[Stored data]

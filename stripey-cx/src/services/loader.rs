//! Witness loader
//!
//! Parses a folder of TEI transcriptions and stores every hand's resolved
//! text per verse. Each witness is written in its own transaction, so a bad
//! document leaves nothing behind and loading moves on to the next file.

use crate::db::records::{
    create_witness, find_witness, get_or_create_book, get_or_create_chapter, get_or_create_hand, get_or_create_verse,
    insert_ms_verse, mark_witness_loaded,
};
use crate::db::WitnessIdentifiers;
use crate::utils::begin_monitored;
use crate::witness::{HandResolutionError, Manuscript, ParseError, VerseText};
use sqlx::SqlitePool;
use std::collections::{HashMap, HashSet};
use std::path::{Path, PathBuf};
use thiserror::Error;
use tracing::{debug, error, info, warn};
use walkdir::WalkDir;

#[derive(Debug, Error)]
pub enum LoadError {
    #[error("Path not found: {0}")]
    PathNotFound(PathBuf),

    #[error("Not a directory: {0}")]
    NotADirectory(PathBuf),

    #[error("No witness reference in file name: {0}")]
    BadFileName(PathBuf),

    #[error("{0}: no book title in document")]
    NoBook(String),

    #[error(transparent)]
    Parse(#[from] ParseError),

    #[error(transparent)]
    Hand(#[from] HandResolutionError),

    #[error(transparent)]
    Database(#[from] stripey_common::Error),
}

#[derive(Debug, Clone, Copy, PartialEq, Eq)]
pub enum LoadOutcome {
    Loaded,
    AlreadyLoaded,
}

#[derive(Debug, Default)]
pub struct LoadSummary {
    pub loaded: Vec<String>,
    pub skipped: Vec<String>,
    pub failed: Vec<(String, String)>,
}

/// `*.xml` files directly inside a folder, sorted by name
pub fn scan_transcriptions(folder: &Path) -> Result<Vec<PathBuf>, LoadError> {
    if !folder.exists() {
        return Err(LoadError::PathNotFound(folder.to_path_buf()));
    }
    if !folder.is_dir() {
        return Err(LoadError::NotADirectory(folder.to_path_buf()));
    }

    let mut files = Vec::new();
    for entry in WalkDir::new(folder).max_depth(1).follow_links(false) {
        match entry {
            Ok(entry) => {
                let path = entry.path();
                let is_xml = path
                    .extension()
                    .map_or(false, |ext| ext.eq_ignore_ascii_case("xml"));
                if entry.file_type().is_file() && is_xml {
                    files.push(path.to_path_buf());
                }
            }
            Err(e) => warn!("Error accessing entry: {}", e),
        }
    }
    files.sort();
    Ok(files)
}

/// One verse occurrence in document order: chapter, verse and hand texts
type ResolvedVerse = (i64, i64, Vec<VerseText>);

/// Load one transcription; the file stem is the witness reference
pub async fn load_witness(pool: &SqlitePool, path: &Path) -> Result<LoadOutcome, LoadError> {
    let ms_ref = path
        .file_stem()
        .and_then(|s| s.to_str())
        .ok_or_else(|| LoadError::BadFileName(path.to_path_buf()))?;
    let xml_filename = path
        .file_name()
        .and_then(|s| s.to_str())
        .unwrap_or(ms_ref);

    if let Some(existing) = find_witness(pool, ms_ref).await? {
        if existing.is_loaded() {
            info!(witness = %ms_ref, "Already loaded");
            return Ok(LoadOutcome::AlreadyLoaded);
        }
    }

    let ms = Manuscript::from_file(ms_ref, path)?;
    let book = ms.book.clone().ok_or_else(|| LoadError::NoBook(ms_ref.to_string()))?;

    // Resolve every text before touching the database
    let mut resolved: Vec<ResolvedVerse> = Vec::new();
    for chapter in ms.chapters.values() {
        for (num, occurrences) in &chapter.verses {
            for verse in occurrences {
                let texts = verse.get_texts(&ms.order_of_hands)?;
                resolved.push((chapter.num as i64, *num as i64, texts));
            }
        }
    }

    let mut tx = begin_monitored(pool, "loader::load_witness").await?;

    let ids = WitnessIdentifiers::from_ms_desc(&ms.ms_desc);
    let witness_id = create_witness(tx.conn(), ms_ref, xml_filename, &ids).await?;
    let book_id = get_or_create_book(tx.conn(), &book, ms.book_num.unwrap_or(0)).await?;

    let mut hands: HashMap<String, i64> = HashMap::new();
    let mut chapters: HashMap<i64, i64> = HashMap::new();
    // Next free item per (verse id, hand id)
    let mut next_item: HashMap<(i64, i64), i64> = HashMap::new();
    let mut stored = 0;

    for (chapter_num, verse_num, texts) in &resolved {
        let chapter_id = match chapters.get(chapter_num) {
            Some(id) => *id,
            None => {
                let id = get_or_create_chapter(tx.conn(), book_id, *chapter_num).await?;
                chapters.insert(*chapter_num, id);
                id
            }
        };
        let verse_id = get_or_create_verse(tx.conn(), chapter_id, *verse_num).await?;

        let mut seen_here: HashSet<&str> = HashSet::new();
        for VerseText { hand, text } in texts {
            let hand_id = match hands.get(hand) {
                Some(id) => *id,
                None => {
                    let id = get_or_create_hand(tx.conn(), witness_id, hand).await?;
                    hands.insert(hand.clone(), id);
                    id
                }
            };
            let slot = next_item.entry((verse_id, hand_id)).or_insert(0);
            let item = *slot;
            *slot += 1;
            if !seen_here.insert(hand.as_str()) {
                // Several reading types of one hand share a label
                warn!(
                    witness = %ms_ref,
                    hand = %hand,
                    chapter = chapter_num,
                    verse = verse_num,
                    item,
                    "Hand has more than one text in this verse, storing as a further item"
                );
            }
            insert_ms_verse(tx.conn(), verse_id, hand_id, item, text).await?;
            stored += 1;
        }
    }

    mark_witness_loaded(tx.conn(), witness_id).await?;
    tx.commit().await?;

    info!(
        witness = %ms_ref,
        book = %book,
        chapters = chapters.len(),
        hands = hands.len(),
        verses = stored,
        "Loaded witness"
    );
    Ok(LoadOutcome::Loaded)
}

/// Load every transcription in a folder, continuing past failures
pub async fn load_folder(pool: &SqlitePool, folder: &Path) -> Result<LoadSummary, LoadError> {
    let files = scan_transcriptions(folder)?;
    info!("Found {} transcriptions in {}", files.len(), folder.display());

    let mut summary = LoadSummary::default();
    for (i, path) in files.iter().enumerate() {
        let name = path.display().to_string();
        debug!("{}/{}: {}", i + 1, files.len(), name);

        match load_witness(pool, path).await {
            Ok(LoadOutcome::Loaded) => summary.loaded.push(name),
            Ok(LoadOutcome::AlreadyLoaded) => summary.skipped.push(name),
            Err(e) => {
                error!(file = %name, error = %e, "Failed to load witness");
                summary.failed.push((name, e.to_string()));
            }
        }
    }

    if !summary.failed.is_empty() {
        warn!("{} transcriptions failed to load", summary.failed.len());
    }
    Ok(summary)
}
//! Collation orchestrator tests with an in-process oracle

mod helpers;

use helpers::{create_test_db, plain_verse, tei, write_witness, MockOracle};
use sqlx::SqlitePool;
use std::sync::Arc;
use std::time::Duration;
use stripey_cx::db::{find_uncollated, ChapterScope};
use stripey_cx::oracle::Algorithm;
use stripey_cx::services::{load_folder, CollateSettings, Collator};
use stripey_cx::CollateError;
use tempfile::TempDir;
use tokio_util::sync::CancellationToken;

/// Two witnesses, four verses with text plus one verse omitted everywhere
async fn loaded_db() -> (TempDir, TempDir, SqlitePool) {
    let (db_dir, pool) = create_test_db().await;
    let dir = TempDir::new().unwrap();

    let a1 = format!(
        "{}{}{}",
        plain_verse(1, 1, "This is a test"),
        plain_verse(1, 2, "In the beginning"),
        r#"<ab n="B04K1V3"><w>om</w></ab>"#
    );
    let a2 = format!("{}{}", plain_verse(2, 1, "And the word"), plain_verse(2, 2, "was with God"));
    write_witness(
        dir.path(),
        "01",
        &tei("John", 4, "01", &[], &[(1, a1.as_str()), (2, a2.as_str())]),
    );

    let b1 = format!("{}{}", plain_verse(1, 1, "This is test"), plain_verse(1, 2, "In the beginning"));
    let b2 = format!("{}{}", plain_verse(2, 1, "And a word"), plain_verse(2, 2, "was with God"));
    write_witness(
        dir.path(),
        "02",
        &tei("John", 4, "02", &[], &[(1, b1.as_str()), (2, b2.as_str())]),
    );

    load_folder(&pool, dir.path()).await.unwrap();
    (db_dir, dir, pool)
}

fn settings(workers: usize, max_consecutive_errors: u32) -> CollateSettings {
    CollateSettings {
        workers,
        fuzzy_edit_distance: 0,
        max_consecutive_errors,
        db_max_lock_wait_ms: 1000,
    }
}

async fn failures(pool: &SqlitePool) -> i64 {
    sqlx::query_scalar("SELECT COUNT(*) FROM collation_failures")
        .fetch_one(pool)
        .await
        .unwrap()
}

#[tokio::test]
async fn test_collates_every_verse_and_stops_oracle() {
    let (_db, _src, pool) = loaded_db().await;
    let oracle = Arc::new(MockOracle::new());
    let collator = Collator::new(pool.clone(), oracle.clone(), settings(3, 20), CancellationToken::new());

    let summaries = collator.run(&[Algorithm::Dekker], None).await.unwrap();
    assert_eq!(summaries.len(), 1);
    let (algorithm, summary) = &summaries[0];
    assert_eq!(*algorithm, Algorithm::Dekker);
    assert_eq!(summary.collated, 4);
    assert_eq!(summary.empty, 1);
    assert_eq!(summary.failed, 0);

    assert_eq!(MockOracle::count(&oracle.starts), 1);
    assert_eq!(MockOracle::count(&oracle.stops), 1);
    assert_eq!(MockOracle::count(&oracle.calls), 4);
    assert!(find_uncollated(&pool, Algorithm::Dekker).await.unwrap().is_empty());
}

#[tokio::test]
async fn test_rerun_skips_collated_verses() {
    let (_db, _src, pool) = loaded_db().await;
    let first = Collator::new(pool.clone(), Arc::new(MockOracle::new()), settings(2, 20), CancellationToken::new());
    first.run(&[Algorithm::Dekker], None).await.unwrap();

    let oracle = Arc::new(MockOracle::new());
    let second = Collator::new(pool.clone(), oracle.clone(), settings(2, 20), CancellationToken::new());
    let summaries = second.run(&[Algorithm::Dekker], None).await.unwrap();

    let summary = &summaries[0].1;
    assert_eq!(summary.collated, 0);
    assert_eq!(summary.skipped, 4);
    assert_eq!(MockOracle::count(&oracle.calls), 0);
}

#[tokio::test]
async fn test_chapter_scope() {
    let (_db, _src, pool) = loaded_db().await;
    let collator = Collator::new(pool.clone(), Arc::new(MockOracle::new()), settings(2, 20), CancellationToken::new());

    let scope: ChapterScope = "4:2".parse().unwrap();
    let summaries = collator.run(&[Algorithm::Dekker], Some(scope)).await.unwrap();
    assert_eq!(summaries[0].1.collated, 2);

    let left: Vec<(i64, i64)> = find_uncollated(&pool, Algorithm::Dekker)
        .await
        .unwrap()
        .iter()
        .map(|v| (v.chapter, v.verse))
        .collect();
    assert_eq!(left, vec![(1, 1), (1, 2)]);
}

#[tokio::test]
async fn test_every_algorithm_in_one_oracle_session() {
    let (_db, _src, pool) = loaded_db().await;
    let oracle = Arc::new(MockOracle::new());
    let collator = Collator::new(pool.clone(), oracle.clone(), settings(2, 20), CancellationToken::new());

    let summaries = collator.run(&Algorithm::ALL, None).await.unwrap();
    assert_eq!(summaries.len(), 3);
    assert!(summaries.iter().all(|(_, s)| s.collated == 4));
    assert_eq!(MockOracle::count(&oracle.starts), 1);
    assert_eq!(MockOracle::count(&oracle.stops), 1);

    for algorithm in Algorithm::ALL {
        assert!(find_uncollated(&pool, algorithm).await.unwrap().is_empty());
    }
}

#[tokio::test]
async fn test_restart_after_too_many_consecutive_failures() {
    let (_db, _src, pool) = loaded_db().await;
    let oracle = Arc::new(MockOracle::always_failing());
    let collator = Collator::new(pool.clone(), oracle.clone(), settings(1, 2), CancellationToken::new());

    let summaries = collator.run(&[Algorithm::Dekker], None).await.unwrap();
    let summary = &summaries[0].1;
    assert_eq!(summary.failed, 4);
    assert_eq!(summary.collated, 0);

    // The third failure crosses the threshold; the counter then starts over
    assert_eq!(MockOracle::count(&oracle.restarts), 1);
    assert_eq!(collator.restarts(), 1);
    assert_eq!(failures(&pool).await, 4);

    // Failed verses stay eligible for the next run
    assert_eq!(find_uncollated(&pool, Algorithm::Dekker).await.unwrap().len(), 4);
    assert_eq!(MockOracle::count(&oracle.stops), 1);
}

#[tokio::test]
async fn test_success_resets_failure_count() {
    let (_db, _src, pool) = loaded_db().await;
    // Three failures in total, but never more than two in a row
    let oracle = Arc::new(MockOracle::failing_calls(&[0, 1, 3]));
    let collator = Collator::new(pool.clone(), oracle.clone(), settings(1, 2), CancellationToken::new());

    let summaries = collator.run(&[Algorithm::Dekker], None).await.unwrap();
    let summary = &summaries[0].1;
    assert_eq!(summary.failed, 3);
    assert_eq!(summary.collated, 1);
    assert_eq!(MockOracle::count(&oracle.restarts), 0);

    // A later run picks up the failed verses
    let retry = Collator::new(pool.clone(), Arc::new(MockOracle::new()), settings(1, 2), CancellationToken::new());
    let summaries = retry.run(&[Algorithm::Dekker], None).await.unwrap();
    assert_eq!(summaries[0].1.collated, 3);
    assert_eq!(summaries[0].1.skipped, 1);
    assert!(find_uncollated(&pool, Algorithm::Dekker).await.unwrap().is_empty());
}

#[tokio::test]
async fn test_failed_start_still_stops_oracle() {
    let (_db, _src, pool) = loaded_db().await;
    let oracle = Arc::new(MockOracle::failing_start());
    let collator = Collator::new(pool.clone(), oracle.clone(), settings(2, 20), CancellationToken::new());

    let result = collator.run(&[Algorithm::Dekker], None).await;
    assert!(matches!(result, Err(CollateError::Oracle(_))));
    assert_eq!(MockOracle::count(&oracle.calls), 0);
    assert_eq!(MockOracle::count(&oracle.stops), 1);
}

#[tokio::test]
async fn test_cancel_stops_feeding_verses() {
    let (_db, _src, pool) = loaded_db().await;
    let oracle = Arc::new(MockOracle::with_delay(Duration::from_millis(200)));
    let token = CancellationToken::new();
    let collator = Collator::new(pool.clone(), oracle.clone(), settings(1, 20), token.clone());

    let (result, _) = tokio::join!(collator.run(&[Algorithm::Dekker], None), async {
        tokio::time::sleep(Duration::from_millis(50)).await;
        token.cancel();
    });

    assert!(matches!(result, Err(CollateError::Cancelled)));
    // The in-flight verse finishes and is saved; nothing else is started
    assert_eq!(MockOracle::count(&oracle.calls), 1);
    assert_eq!(find_uncollated(&pool, Algorithm::Dekker).await.unwrap().len(), 3);
    assert_eq!(MockOracle::count(&oracle.stops), 1);
}

#[tokio::test]
async fn test_worker_pool_is_bounded() {
    let (_db, _src, pool) = loaded_db().await;
    let oracle = Arc::new(MockOracle::with_delay(Duration::from_millis(50)));
    let collator = Collator::new(pool.clone(), oracle.clone(), settings(2, 20), CancellationToken::new());

    collator.run(&[Algorithm::Dekker], None).await.unwrap();
    let max = MockOracle::count(&oracle.max_in_flight);
    assert!(max >= 1 && max <= 2, "max in flight was {}", max);
}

Your assignment: Please return exactly the lines from the opening line of the data above through the line with "#[derive(Debug, Clone, Copy, PartialEq, Eq)]", both included and nothing else.

Your solution:
filename stripey-cx/src/services/loader.rs
//! Witness loader
//!
//! Parses a folder of TEI transcriptions and stores every hand's resolved
//! text per verse. Each witness is written in its own transaction, so a bad
//! document leaves nothing behind and loading moves on to the next file.

use crate::db::records::{
    create_witness, find_witness, get_or_create_book, get_or_create_chapter, get_or_create_hand, get_or_create_verse,
    insert_ms_verse, mark_witness_loaded,
};
use crate::db::WitnessIdentifiers;
use crate::utils::begin_monitored;
use crate::witness::{HandResolutionError, Manuscript, ParseError, VerseText};
use sqlx::SqlitePool;
use std::collections::{HashMap, HashSet};
use std::path::{Path, PathBuf};
use thiserror::Error;
use tracing::{debug, error, info, warn};
use walkdir::WalkDir;

#[derive(Debug, Error)]
pub enum LoadError {
    #[error("Path not found: {0}")]
    PathNotFound(PathBuf),

    #[error("Not a directory: {0}")]
    NotADirectory(PathBuf),

    #[error("No witness reference in file name: {0}")]
    BadFileName(PathBuf),

    #[error("{0}: no book title in document")]
    NoBook(String),

    #[error(transparent)]
    Parse(#[from] ParseError),

    #[error(transparent)]
    Hand(#[from] HandResolutionError),

    #[error(transparent)]
    Database(#[from] stripey_common::Error),
}

#[derive(Debug, Clone, Copy, PartialEq, Eq)]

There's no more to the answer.